Segment Start: EXERCISE MATERIAL

//! Mount table backend
//!
//! Reads the kernel mount table and answers which mount encloses a
//! location. Unmounting shells out to `umount`.

use std::path::PathBuf;
use std::sync::Arc;

use async_trait::async_trait;

use crate::cancellable::Cancellable;
use crate::error::{FileError, FileErrorKind, FileResult};
use crate::location::Location;
use crate::mount::{Mount, Mounter};

const PROC_MOUNTS: &str = "/proc/self/mounts";

/// Pseudo filesystems never shown as mounts.
const IGNORED_FS_TYPES: &[&str] = &[
    "proc", "sysfs", "cgroup", "cgroup2", "devpts", "securityfs", "pstore", "bpf", "tracefs",
    "debugfs", "mqueue", "hugetlbfs", "configfs", "fusectl", "autofs", "binfmt_misc",
];

#[derive(Debug, Clone, PartialEq, Eq)]
pub struct MountEntry {
    pub device: String,
    pub mount_point: PathBuf,
    pub fs_type: String,
}

/// Decodes the octal escapes (`\040` for space) used in the mount table.
fn unescape(field: &str) -> String {
    let bytes = field.as_bytes();
    let mut out = Vec::with_capacity(bytes.len());
    let mut i = 0;
    while i < bytes.len() {
        if bytes[i] == b'\\' && i + 3 < bytes.len() {
            let oct = std::str::from_utf8(&bytes[i + 1..i + 4]).unwrap_or("");
            if let Ok(v) = u8::from_str_radix(oct, 8) {
                out.push(v);
                i += 4;
                continue;
            }
        }
        out.push(bytes[i]);
        i += 1;
    }
    String::from_utf8_lossy(&out).into_owned()
}

pub fn parse_mount_table(content: &str) -> Vec<MountEntry> {
    content
        .lines()
        .filter_map(|line| {
            let mut fields = line.split_whitespace();
            let device = fields.next()?;
            let mount_point = fields.next()?;
            let fs_type = fields.next()?;
            Some(MountEntry {
                device: unescape(device),
                mount_point: PathBuf::from(unescape(mount_point)),
                fs_type: fs_type.to_string(),
            })
        })
        .collect()
}

#[derive(Debug)]
pub struct UnixMount {
    entry: MountEntry,
}

impl UnixMount {
    pub fn entry(&self) -> &MountEntry {
        &self.entry
    }
}

#[async_trait]
impl Mount for UnixMount {
    fn root(&self) -> Location {
        Location::for_path(&self.entry.mount_point)
    }

    fn name(&self) -> String {
        if self.entry.mount_point == PathBuf::from("/") {
            return "File System".to_string();
        }
        self.root().basename()
    }

    fn icon(&self) -> String {
        match self.entry.fs_type.as_str() {
            "nfs" | "nfs4" | "cifs" | "smb3" | "sshfs" | "fuse.sshfs" => "folder-remote".to_string(),
            "iso9660" | "udf" => "media-optical".to_string(),
            _ => "drive-harddisk".to_string(),
        }
    }

    fn can_unmount(&self) -> bool {
        self.entry.mount_point != PathBuf::from("/")
    }

    async fn unmount(&self, cancellable: Option<&Cancellable>) -> FileResult<()> {
        if let Some(c) = cancellable {
            c.check()?;
        }
        if !self.can_unmount() {
            return Err(FileError::new(FileErrorKind::NotSupported, "Mount cannot be unmounted"));
        }

        let output = tokio::process::Command::new("umount")
            .arg(&self.entry.mount_point)
            .output()
            .await?;
        if !output.status.success() {
            return Err(FileError::new(
                FileErrorKind::Failed,
                format!(
                    "Failed to unmount {}: {}",
                    self.entry.mount_point.display(),
                    String::from_utf8_lossy(&output.stderr).trim()
                ),
            ));
        }
        Ok(())
    }
}

/// `Mounter` over the kernel mount table.
pub struct MountTable {
    source: PathBuf,
}

impl MountTable {
    pub fn new() -> Self {
        Self {
            source: PathBuf::from(PROC_MOUNTS),
        }
    }

    /// Reads mounts from another file in mount-table format.
    pub fn with_source(source: impl Into<PathBuf>) -> Self {
        Self { source: source.into() }
    }

    pub async fn entries(&self) -> FileResult<Vec<MountEntry>> {
        let content = tokio::fs::read_to_string(&self.source).await?;
        Ok(parse_mount_table(&content)
            .into_iter()
            .filter(|e| !IGNORED_FS_TYPES.contains(&e.fs_type.as_str()))
            .collect())
    }
}

impl Default for MountTable {
    fn default() -> Self {
        Self::new()
    }
}

#[async_trait]
impl Mounter for MountTable {
    async fn find_enclosing_mount(
        &self,
        location: &Location,
        cancellable: Option<&Cancellable>,
    ) -> FileResult<Option<Arc<dyn Mount>>> {
        if let Some(c) = cancellable {
            c.check()?;
        }
        let Some(path) = location.to_path() else {
            return Ok(None);
        };

        // Longest mount point wins; later entries shadow earlier ones.
        let best = self
            .entries()
            .await?
            .into_iter()
            .filter(|e| path.starts_with(&e.mount_point))
            .fold(None::<MountEntry>, |best, e| match best {
                Some(b) if b.mount_point.as_os_str().len() > e.mount_point.as_os_str().len() => Some(b),
                _ => Some(e),
            });

        Ok(best.map(|entry| Arc::new(UnixMount { entry }) as Arc<dyn Mount>))
    }
}

#[cfg(test)]
mod tests {
    use super::*;

    const TABLE: &str = "\
sysfs /sys sysfs rw,nosuid 0 0
/dev/sda1 / ext4 rw,relatime 0 0
/dev/sdb1 /media/user/My\\040Disk vfat rw 0 0
/dev/sdc1 /media/user/My\\040Disk/inner ext4 rw 0 0
";

    #[test]
    fn parses_escaped_mount_points() {
        let entries = parse_mount_table(TABLE);
        assert_eq!(entries.len(), 4);
        assert_eq!(entries[2].mount_point, PathBuf::from("/media/user/My Disk"));
        assert_eq!(entries[2].fs_type, "vfat");
    }

    #[tokio::test]
    async fn finds_longest_enclosing_mount() {
        let dir = tempfile::tempdir().expect("tempdir");
        let table = dir.path().join("mounts");
        tokio::fs::write(&table, TABLE).await.expect("write table");
        let mounter = MountTable::with_source(&table);

        let mount = mounter
            .find_enclosing_mount(&Location::for_path("/media/user/My Disk/photos/a.jpg"), None)
            .await
            .expect("lookup")
            .expect("mount");
        assert_eq!(mount.root(), Location::for_path("/media/user/My Disk"));
        assert_eq!(mount.name(), "My Disk");

        let root = mounter
            .find_enclosing_mount(&Location::for_path("/etc/passwd"), None)
            .await
            .expect("lookup")
            .expect("mount");
        assert!(!root.can_unmount());
    }
}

Segment End: EXERCISE MATERIAL

== WHAT YOU NEED TO DO ==
Look through the entries above; copy every line holding the string "cancellable".

== OUTPUT FOR THIS TASK ==
use crate::cancellable::Cancellable;
    async fn unmount(&self, cancellable: Option<&Cancellable>) -> FileResult<()> {
        if let Some(c) = cancellable {
        cancellable: Option<&Cancellable>,
        if let Some(c) = cancellable {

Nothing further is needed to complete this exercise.